Si, de la réunion d'hier, peu de choses ont filtré, sinon l'idée d'une initiative commune en matière de défense européenne, c'est sans doute parce qu'il convient de ne pas trop brusquer un certain nombre d'États qui voient d'un mauvais oeil ce type de démarche. Monsieur le secrétaire d'État, peut-être pourrez-vous nous en dire davantage à ce sujet ?

Face au blocage institutionnel actuel et à l'insuffisance du moteur franco-allemand, ce rapprochement peut constituer un véritable véhicule pour aller de l'avant et éviter un délitement généralisé de l'Union. En effet, sur le fond, il doit être perçu non pas comme un outil d'exclusion des autres pays, mais plutôt comme une force d'entraînement. Ce format à quatre ne demande naturellement qu'à s'ouvrir, à condition que ce soit sur des bases claires et dûment acceptées par les États qui s'y rallieront.

En effet, pour l'heure, le modèle de l'Union est le pire des modèles fédéraux et fédéralistes que je connaisse : celui où le plus petit des États membres peut apposer un veto absolu sur des sujets aussi stratégiques que la défense, la sécurité intérieure, la fiscalité ou l'existence d'un budget réellement à la hauteur des enjeux.

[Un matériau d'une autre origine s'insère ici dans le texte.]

/// Tab operations: grouping by tab group and group naming

use std::collections::HashMap;
use std::fmt::Display;

use crate::tab_data::{Group, GroupedTabs, TabRecord};

/// Partition tabs by tab group in a single pass
///
/// Groups appear in the order their key is first seen. Tabs keep their
/// relative order inside each group and inside the ungrouped list.
/// Group names are left empty; see [`resolve_group_names`].
pub fn group_tabs(tabs: &[TabRecord]) -> GroupedTabs {
    let mut groups: Vec<Group> = Vec::new();
    let mut index_by_key: HashMap<&str, usize> = HashMap::new();
    let mut ungrouped = Vec::new();

    for tab in tabs {
        match tab.group_key.as_deref() {
            Some(key) => {
                let idx = *index_by_key.entry(key).or_insert_with(|| {
                    groups.push(Group {
                        key: key.to_string(),
                        name: String::new(),
                        tabs: Vec::new(),
                    });
                    groups.len() - 1
                });
                groups[idx].tabs.push(tab.clone());
            }
            None => ungrouped.push(tab.clone()),
        }
    }

    GroupedTabs { groups, ungrouped }
}

/// Fill in group display names from the host
///
/// A failed or empty lookup falls back to `untitled_label` for that group
/// only; the remaining groups are still looked up.
pub fn resolve_group_names<F, E>(
    grouped: GroupedTabs,
    mut lookup: F,
    untitled_label: &str,
) -> GroupedTabs
where
    F: FnMut(&str) -> Result<String, E>,
    E: Display,
{
    let groups = grouped
        .groups
        .into_iter()
        .map(|group| {
            let name = match lookup(&group.key) {
                Ok(name) if !name.is_empty() => name,
                Ok(_) => untitled_label.to_string(),
                Err(e) => {
                    log::warn!("Group {} name lookup failed: {}", group.key, e);
                    untitled_label.to_string()
                }
            };
            Group { name, ..group }
        })
        .collect();

    GroupedTabs {
        groups,
        ungrouped: grouped.ungrouped,
    }
}

/// Look up names from titles already fetched from the host
///
/// Keys missing from `titles` count as failed lookups.
pub fn name_groups_from(
    grouped: GroupedTabs,
    titles: &HashMap<String, String>,
    untitled_label: &str,
) -> GroupedTabs {
    resolve_group_names(
        grouped,
        |key| {
            titles
                .get(key)
                .cloned()
                .ok_or_else(|| format!("no title for group {}", key))
        },
        untitled_label,
    )
}

#[cfg(test)]
mod tests {
    use super::*;

    fn create_test_tab(title: &str, url: &str, group: Option<&str>) -> TabRecord {
        TabRecord {
            title: title.to_string(),
            url: url.to_string(),
            group_key: group.map(|g| g.to_string()),
        }
    }

    fn mixed_tabs() -> Vec<TabRecord> {
        vec![
            create_test_tab("A", "http://a", Some("g2")),
            create_test_tab("B", "http://b", None),
            create_test_tab("C", "http://c", Some("g1")),
            create_test_tab("D", "http://d", Some("g2")),
            create_test_tab("E", "http://e", None),
            create_test_tab("F", "http://f", Some("g1")),
        ]
    }

    #[test]
    fn test_group_tabs_empty() {
        let grouped = group_tabs(&[]);

        assert!(grouped.groups.is_empty());
        assert!(grouped.ungrouped.is_empty());
    }

    #[test]
    fn test_group_tabs_encounter_order() {
        let grouped = group_tabs(&mixed_tabs());

        let keys: Vec<&str> = grouped.groups.iter().map(|g| g.key.as_str()).collect();
        assert_eq!(keys, vec!["g2", "g1"]);
    }

    #[test]
    fn test_group_tabs_preserves_order_within_groups() {
        let grouped = group_tabs(&mixed_tabs());

        let titles = |tabs: &[TabRecord]| tabs.iter().map(|t| t.title.clone()).collect::<Vec<_>>();
        assert_eq!(titles(&grouped.groups[0].tabs), vec!["A", "D"]);
        assert_eq!(titles(&grouped.groups[1].tabs), vec!["C", "F"]);
        assert_eq!(titles(&grouped.ungrouped), vec!["B", "E"]);
    }

    #[test]
    fn test_group_tabs_partitions_every_tab() {
        let tabs = mixed_tabs();
        let grouped = group_tabs(&tabs);

        assert_eq!(grouped.tab_count(), tabs.len());
        for tab in &tabs {
            let in_groups = grouped
                .groups
                .iter()
                .flat_map(|g| g.tabs.iter())
                .filter(|t| *t == tab)
                .count();
            let in_ungrouped = grouped.ungrouped.iter().filter(|t| *t == tab).count();
            assert_eq!(in_groups + in_ungrouped, 1, "tab {} placed once", tab.title);
        }
        for group in &grouped.groups {
            assert!(group.tabs.iter().all(|t| t.group_key.as_deref() == Some(group.key.as_str())));
        }
    }

    #[test]
    fn test_group_tabs_duplicate_urls_kept() {
        let tabs = vec![
            create_test_tab("A", "http://a", None),
            create_test_tab("A", "http://a", None),
        ];

        let grouped = group_tabs(&tabs);

        assert_eq!(grouped.ungrouped.len(), 2);
    }

    #[test]
    fn test_resolve_group_names() {
        let grouped = group_tabs(&mixed_tabs());

        let named = resolve_group_names(
            grouped,
            |key| -> Result<String, String> {
                match key {
                    "g1" => Ok("Work".to_string()),
                    _ => Ok("Research".to_string()),
                }
            },
            "Untitled",
        );

        assert_eq!(named.groups[0].name, "Research");
        assert_eq!(named.groups[1].name, "Work");
        assert_eq!(named.ungrouped.len(), 2);
    }

    #[test]
    fn test_resolve_group_names_failure_is_isolated() {
        let tabs = vec![
            create_test_tab("A", "http://a", Some("g1")),
            create_test_tab("B", "http://b", Some("g2")),
            create_test_tab("C", "http://c", Some("g3")),
        ];
        let mut calls = Vec::new();

        let named = resolve_group_names(
            group_tabs(&tabs),
            |key| {
                calls.push(key.to_string());
                if key == "g2" {
                    Err("group closed")
                } else {
                    Ok(format!("Group {}", key))
                }
            },
            "Untitled",
        );

        assert_eq!(calls, vec!["g1", "g2", "g3"]);
        assert_eq!(named.groups[0].name, "Group g1");
        assert_eq!(named.groups[1].name, "Untitled");
        assert_eq!(named.groups[2].name, "Group g3");
    }

    #[test]
    fn test_resolve_group_names_empty_title() {
        let tabs = vec![create_test_tab("A", "http://a", Some("g1"))];

        let named = resolve_group_names(
            group_tabs(&tabs),
            |_| Ok::<_, String>(String::new()),
            "Без названия",
        );

        assert_eq!(named.groups[0].name, "Без названия");
    }

    #[test]
    fn test_name_groups_from_map() {
        let tabs = vec![
            create_test_tab("A", "http://a", Some("1")),
            create_test_tab("B", "http://b", Some("2")),
        ];
        let mut titles = HashMap::new();
        titles.insert("1".to_string(), "Work".to_string());

        let named = name_groups_from(group_tabs(&tabs), &titles, "Untitled");

        assert_eq!(named.groups[0].name, "Work");
        assert_eq!(named.groups[1].name, "Untitled");
    }
}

Notre architecture institutionnelle actuelle est totalement baroque. Valables pour six, dix, voire douze pays, nos institutions ne le sont clairement pas pour vingt-huit ou vingt-sept États membres, dès lors qu'il faut passer à autre chose que la simple construction d'un grand marché unique.

Pour remettre les choses en ordre de marche et avancer, la définition d'une méthode et d'objectifs communs aux quatre pays les plus importants de l'Union n'est pas seulement indispensable : c'est un préalable pour donner une nouvelle légitimité démocratique au processus. Ensemble, l'Allemagne, la France, l'Italie et l'Espagne représentent près de 58 % de la population de l'Union à vingt-sept, et plus des deux tiers de son PIB. Ces quatre pays ont jusqu'à présent toujours joué le jeu de l'intégration.

À l'aube de ses soixante ans, l'Europe doit faire preuve d'audace et d'autorité politique, et ne pas se soucier uniquement de facilitations économiques. Si nous voulons une Europe forte, juste et résolument démocratique, c'est de nos pays, notamment de la France, que doit venir cette audace. (Applaudissements.)